- [Problem details]
Which lines of the entries contain the word "runs"? Please list them.

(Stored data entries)
┄┄┄┄┄┄

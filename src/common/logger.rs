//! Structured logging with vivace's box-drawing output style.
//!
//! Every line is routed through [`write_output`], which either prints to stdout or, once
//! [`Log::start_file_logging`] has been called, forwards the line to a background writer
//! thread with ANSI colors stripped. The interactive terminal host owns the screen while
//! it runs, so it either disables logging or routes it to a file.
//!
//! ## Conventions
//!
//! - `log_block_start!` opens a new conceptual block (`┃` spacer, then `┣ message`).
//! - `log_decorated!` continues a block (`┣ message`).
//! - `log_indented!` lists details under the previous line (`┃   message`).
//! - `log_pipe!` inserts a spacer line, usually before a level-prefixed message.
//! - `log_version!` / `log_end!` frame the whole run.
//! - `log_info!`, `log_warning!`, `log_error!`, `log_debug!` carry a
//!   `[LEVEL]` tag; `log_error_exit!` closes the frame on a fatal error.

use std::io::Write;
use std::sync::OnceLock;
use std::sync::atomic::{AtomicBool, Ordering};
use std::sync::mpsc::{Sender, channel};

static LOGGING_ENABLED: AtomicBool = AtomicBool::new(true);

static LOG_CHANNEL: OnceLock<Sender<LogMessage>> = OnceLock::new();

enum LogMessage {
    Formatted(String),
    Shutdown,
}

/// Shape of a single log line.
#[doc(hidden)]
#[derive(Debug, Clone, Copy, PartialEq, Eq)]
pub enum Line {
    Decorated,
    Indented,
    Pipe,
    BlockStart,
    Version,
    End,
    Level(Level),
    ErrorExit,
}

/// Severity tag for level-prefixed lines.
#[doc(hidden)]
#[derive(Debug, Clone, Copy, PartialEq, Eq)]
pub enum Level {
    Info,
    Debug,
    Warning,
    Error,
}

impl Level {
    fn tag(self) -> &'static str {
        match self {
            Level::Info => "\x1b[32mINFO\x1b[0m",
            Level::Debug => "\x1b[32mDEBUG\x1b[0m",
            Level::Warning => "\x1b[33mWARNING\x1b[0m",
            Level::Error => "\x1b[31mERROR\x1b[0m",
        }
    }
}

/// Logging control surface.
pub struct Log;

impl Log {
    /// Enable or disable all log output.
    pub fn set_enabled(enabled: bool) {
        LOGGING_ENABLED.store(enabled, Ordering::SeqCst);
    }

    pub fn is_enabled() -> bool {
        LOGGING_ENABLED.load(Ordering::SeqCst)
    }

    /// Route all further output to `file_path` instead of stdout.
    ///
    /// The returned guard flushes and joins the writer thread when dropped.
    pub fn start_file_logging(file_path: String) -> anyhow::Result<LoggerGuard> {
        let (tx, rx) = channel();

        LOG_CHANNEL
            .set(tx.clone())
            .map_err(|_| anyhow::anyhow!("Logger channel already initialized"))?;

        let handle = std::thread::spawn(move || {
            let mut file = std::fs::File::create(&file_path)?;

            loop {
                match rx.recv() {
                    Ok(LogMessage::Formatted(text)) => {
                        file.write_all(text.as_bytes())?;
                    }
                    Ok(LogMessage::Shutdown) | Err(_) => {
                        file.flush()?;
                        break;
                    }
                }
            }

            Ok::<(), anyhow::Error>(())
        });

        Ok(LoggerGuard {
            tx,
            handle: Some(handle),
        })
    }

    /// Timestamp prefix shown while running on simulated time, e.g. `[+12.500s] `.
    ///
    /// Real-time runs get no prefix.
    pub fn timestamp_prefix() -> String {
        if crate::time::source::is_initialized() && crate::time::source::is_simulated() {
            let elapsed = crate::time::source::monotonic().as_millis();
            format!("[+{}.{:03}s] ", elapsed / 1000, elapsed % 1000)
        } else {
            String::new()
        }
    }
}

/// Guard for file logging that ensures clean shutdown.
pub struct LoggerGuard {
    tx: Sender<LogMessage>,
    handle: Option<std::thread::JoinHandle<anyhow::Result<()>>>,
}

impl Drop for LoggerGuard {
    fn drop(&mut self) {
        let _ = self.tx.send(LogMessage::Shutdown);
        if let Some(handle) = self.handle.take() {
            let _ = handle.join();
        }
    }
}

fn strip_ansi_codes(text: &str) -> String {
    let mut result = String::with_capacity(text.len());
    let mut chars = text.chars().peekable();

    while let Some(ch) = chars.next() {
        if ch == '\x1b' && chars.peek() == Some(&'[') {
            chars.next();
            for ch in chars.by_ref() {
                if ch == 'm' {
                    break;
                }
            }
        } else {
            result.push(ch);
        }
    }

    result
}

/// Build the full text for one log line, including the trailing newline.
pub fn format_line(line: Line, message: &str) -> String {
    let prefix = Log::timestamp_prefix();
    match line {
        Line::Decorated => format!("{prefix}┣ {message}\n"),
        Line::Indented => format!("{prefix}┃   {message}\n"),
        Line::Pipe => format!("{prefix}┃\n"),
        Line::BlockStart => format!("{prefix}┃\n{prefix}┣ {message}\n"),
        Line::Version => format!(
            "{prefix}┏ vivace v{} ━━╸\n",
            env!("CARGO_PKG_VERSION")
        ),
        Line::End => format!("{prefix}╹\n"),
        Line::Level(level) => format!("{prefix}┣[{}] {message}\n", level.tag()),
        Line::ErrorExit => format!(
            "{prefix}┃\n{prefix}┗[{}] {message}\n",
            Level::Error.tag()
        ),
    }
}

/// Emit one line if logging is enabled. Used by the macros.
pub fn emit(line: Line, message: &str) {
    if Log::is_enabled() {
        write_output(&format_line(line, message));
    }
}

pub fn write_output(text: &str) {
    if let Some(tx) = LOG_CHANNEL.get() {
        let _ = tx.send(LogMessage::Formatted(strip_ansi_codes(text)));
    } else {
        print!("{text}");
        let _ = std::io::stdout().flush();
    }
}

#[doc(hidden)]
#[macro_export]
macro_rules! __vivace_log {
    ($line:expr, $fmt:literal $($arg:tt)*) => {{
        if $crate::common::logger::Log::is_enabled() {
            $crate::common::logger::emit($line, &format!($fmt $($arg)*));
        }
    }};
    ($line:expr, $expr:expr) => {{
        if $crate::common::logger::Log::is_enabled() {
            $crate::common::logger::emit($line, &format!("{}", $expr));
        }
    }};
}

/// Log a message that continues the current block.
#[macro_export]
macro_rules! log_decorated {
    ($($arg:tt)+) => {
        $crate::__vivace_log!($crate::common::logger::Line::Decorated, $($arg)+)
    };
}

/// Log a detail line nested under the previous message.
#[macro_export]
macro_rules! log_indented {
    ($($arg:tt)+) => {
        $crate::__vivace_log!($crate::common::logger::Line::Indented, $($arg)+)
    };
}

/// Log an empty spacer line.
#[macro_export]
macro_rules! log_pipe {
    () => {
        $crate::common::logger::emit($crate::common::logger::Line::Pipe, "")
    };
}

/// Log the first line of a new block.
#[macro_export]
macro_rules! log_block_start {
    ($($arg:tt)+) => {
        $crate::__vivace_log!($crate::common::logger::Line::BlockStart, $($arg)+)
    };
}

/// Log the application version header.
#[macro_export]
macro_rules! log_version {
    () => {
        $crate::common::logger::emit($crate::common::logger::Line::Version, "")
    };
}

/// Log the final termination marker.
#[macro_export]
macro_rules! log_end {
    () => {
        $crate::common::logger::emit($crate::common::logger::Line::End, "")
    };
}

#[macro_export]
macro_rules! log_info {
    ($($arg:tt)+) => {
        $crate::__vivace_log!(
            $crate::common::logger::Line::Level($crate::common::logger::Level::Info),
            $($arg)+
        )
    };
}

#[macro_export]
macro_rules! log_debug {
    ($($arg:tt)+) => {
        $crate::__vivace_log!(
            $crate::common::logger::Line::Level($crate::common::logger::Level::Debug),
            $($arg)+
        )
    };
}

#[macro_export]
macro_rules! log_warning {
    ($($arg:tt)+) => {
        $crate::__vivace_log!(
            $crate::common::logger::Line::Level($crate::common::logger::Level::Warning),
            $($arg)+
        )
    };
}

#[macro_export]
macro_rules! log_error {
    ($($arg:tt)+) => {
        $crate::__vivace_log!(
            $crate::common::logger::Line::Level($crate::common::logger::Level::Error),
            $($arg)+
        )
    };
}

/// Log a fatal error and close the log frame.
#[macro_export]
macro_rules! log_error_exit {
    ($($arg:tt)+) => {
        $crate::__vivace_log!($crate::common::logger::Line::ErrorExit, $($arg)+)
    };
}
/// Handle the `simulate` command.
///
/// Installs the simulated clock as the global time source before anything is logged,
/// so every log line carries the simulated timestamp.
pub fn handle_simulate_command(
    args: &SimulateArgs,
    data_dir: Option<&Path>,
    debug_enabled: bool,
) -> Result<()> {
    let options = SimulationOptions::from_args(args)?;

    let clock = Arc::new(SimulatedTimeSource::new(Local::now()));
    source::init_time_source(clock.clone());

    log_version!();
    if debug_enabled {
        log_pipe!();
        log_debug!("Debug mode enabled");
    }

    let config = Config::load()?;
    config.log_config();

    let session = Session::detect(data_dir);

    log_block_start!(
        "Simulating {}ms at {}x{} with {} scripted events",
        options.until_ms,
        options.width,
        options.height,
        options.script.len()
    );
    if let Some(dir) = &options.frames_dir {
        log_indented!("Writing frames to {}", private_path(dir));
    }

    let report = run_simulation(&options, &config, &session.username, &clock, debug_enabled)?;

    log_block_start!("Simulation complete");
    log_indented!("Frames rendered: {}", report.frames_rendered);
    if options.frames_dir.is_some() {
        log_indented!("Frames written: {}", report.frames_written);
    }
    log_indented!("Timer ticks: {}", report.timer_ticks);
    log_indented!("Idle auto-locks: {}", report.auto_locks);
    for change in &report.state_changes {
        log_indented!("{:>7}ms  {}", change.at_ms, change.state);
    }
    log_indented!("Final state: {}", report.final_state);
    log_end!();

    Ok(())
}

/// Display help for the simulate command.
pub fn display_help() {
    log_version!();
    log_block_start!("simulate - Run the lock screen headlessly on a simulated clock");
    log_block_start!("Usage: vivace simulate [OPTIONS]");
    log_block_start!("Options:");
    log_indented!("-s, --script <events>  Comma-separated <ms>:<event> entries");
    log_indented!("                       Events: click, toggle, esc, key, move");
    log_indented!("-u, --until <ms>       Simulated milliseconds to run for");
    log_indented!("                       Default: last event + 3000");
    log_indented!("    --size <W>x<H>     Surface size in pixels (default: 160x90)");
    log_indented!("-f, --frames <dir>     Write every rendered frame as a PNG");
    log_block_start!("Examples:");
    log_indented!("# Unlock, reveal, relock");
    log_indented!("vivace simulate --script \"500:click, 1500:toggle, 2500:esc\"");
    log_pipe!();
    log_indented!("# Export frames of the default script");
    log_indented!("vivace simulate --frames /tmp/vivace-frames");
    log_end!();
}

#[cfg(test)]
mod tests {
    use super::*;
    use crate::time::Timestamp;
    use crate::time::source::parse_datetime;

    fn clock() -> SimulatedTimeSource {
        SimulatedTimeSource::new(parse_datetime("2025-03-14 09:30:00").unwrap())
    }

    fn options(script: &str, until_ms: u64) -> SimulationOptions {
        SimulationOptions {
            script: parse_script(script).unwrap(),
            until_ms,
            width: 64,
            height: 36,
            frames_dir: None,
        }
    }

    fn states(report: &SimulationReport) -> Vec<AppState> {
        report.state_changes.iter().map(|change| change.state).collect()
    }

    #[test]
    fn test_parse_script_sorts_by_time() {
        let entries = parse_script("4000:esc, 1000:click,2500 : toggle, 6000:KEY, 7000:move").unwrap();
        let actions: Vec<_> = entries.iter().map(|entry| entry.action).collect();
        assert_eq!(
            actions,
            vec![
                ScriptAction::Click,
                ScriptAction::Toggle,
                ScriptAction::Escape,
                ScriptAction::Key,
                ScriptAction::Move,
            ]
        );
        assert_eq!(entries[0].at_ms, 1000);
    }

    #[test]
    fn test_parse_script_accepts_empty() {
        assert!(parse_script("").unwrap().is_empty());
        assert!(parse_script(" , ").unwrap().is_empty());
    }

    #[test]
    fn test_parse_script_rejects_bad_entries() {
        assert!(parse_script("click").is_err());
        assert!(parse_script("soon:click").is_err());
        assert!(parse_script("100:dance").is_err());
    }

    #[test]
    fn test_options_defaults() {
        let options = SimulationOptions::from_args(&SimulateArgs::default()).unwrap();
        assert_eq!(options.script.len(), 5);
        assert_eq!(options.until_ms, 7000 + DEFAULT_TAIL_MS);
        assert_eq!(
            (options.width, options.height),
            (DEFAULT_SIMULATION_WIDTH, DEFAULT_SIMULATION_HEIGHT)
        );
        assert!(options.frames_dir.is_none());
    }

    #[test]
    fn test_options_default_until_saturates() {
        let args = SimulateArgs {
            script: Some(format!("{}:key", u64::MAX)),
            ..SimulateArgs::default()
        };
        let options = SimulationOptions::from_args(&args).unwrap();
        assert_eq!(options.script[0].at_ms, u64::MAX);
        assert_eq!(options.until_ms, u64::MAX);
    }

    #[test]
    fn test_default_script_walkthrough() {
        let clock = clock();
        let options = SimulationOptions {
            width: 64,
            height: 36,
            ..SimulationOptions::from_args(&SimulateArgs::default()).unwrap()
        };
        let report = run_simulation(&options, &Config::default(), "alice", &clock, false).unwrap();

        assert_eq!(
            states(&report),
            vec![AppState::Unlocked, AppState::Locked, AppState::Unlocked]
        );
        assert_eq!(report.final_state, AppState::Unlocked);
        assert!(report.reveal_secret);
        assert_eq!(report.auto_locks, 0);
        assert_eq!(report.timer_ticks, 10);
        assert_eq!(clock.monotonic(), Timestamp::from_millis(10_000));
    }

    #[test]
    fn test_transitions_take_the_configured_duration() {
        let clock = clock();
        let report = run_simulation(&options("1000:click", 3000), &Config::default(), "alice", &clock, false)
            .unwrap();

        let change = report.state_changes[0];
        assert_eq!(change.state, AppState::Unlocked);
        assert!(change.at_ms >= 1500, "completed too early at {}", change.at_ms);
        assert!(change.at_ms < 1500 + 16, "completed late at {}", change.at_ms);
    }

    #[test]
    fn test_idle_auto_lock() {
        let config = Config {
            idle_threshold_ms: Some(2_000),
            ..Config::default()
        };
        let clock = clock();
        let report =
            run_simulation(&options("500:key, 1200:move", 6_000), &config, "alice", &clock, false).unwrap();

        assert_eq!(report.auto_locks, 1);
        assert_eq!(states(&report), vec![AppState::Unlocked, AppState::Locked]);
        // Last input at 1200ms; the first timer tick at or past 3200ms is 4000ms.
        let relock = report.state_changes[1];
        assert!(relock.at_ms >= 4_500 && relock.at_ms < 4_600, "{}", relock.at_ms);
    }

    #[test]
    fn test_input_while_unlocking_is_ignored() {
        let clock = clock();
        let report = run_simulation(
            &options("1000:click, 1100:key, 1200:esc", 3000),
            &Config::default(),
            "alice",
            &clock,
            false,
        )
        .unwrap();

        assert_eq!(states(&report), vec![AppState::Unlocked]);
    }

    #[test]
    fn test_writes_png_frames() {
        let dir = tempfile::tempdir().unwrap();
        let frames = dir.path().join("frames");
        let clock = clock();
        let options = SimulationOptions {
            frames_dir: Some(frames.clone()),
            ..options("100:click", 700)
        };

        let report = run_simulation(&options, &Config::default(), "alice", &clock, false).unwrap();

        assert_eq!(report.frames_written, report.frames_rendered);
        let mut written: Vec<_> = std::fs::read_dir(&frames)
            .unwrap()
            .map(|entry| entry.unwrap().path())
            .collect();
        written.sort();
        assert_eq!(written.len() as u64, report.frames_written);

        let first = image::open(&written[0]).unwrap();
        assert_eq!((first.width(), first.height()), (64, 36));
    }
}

┄┄┄┄┄┄

- [Response area]
//! it runs, so it either disables logging or routes it to a file.
    /// Real-time runs get no prefix.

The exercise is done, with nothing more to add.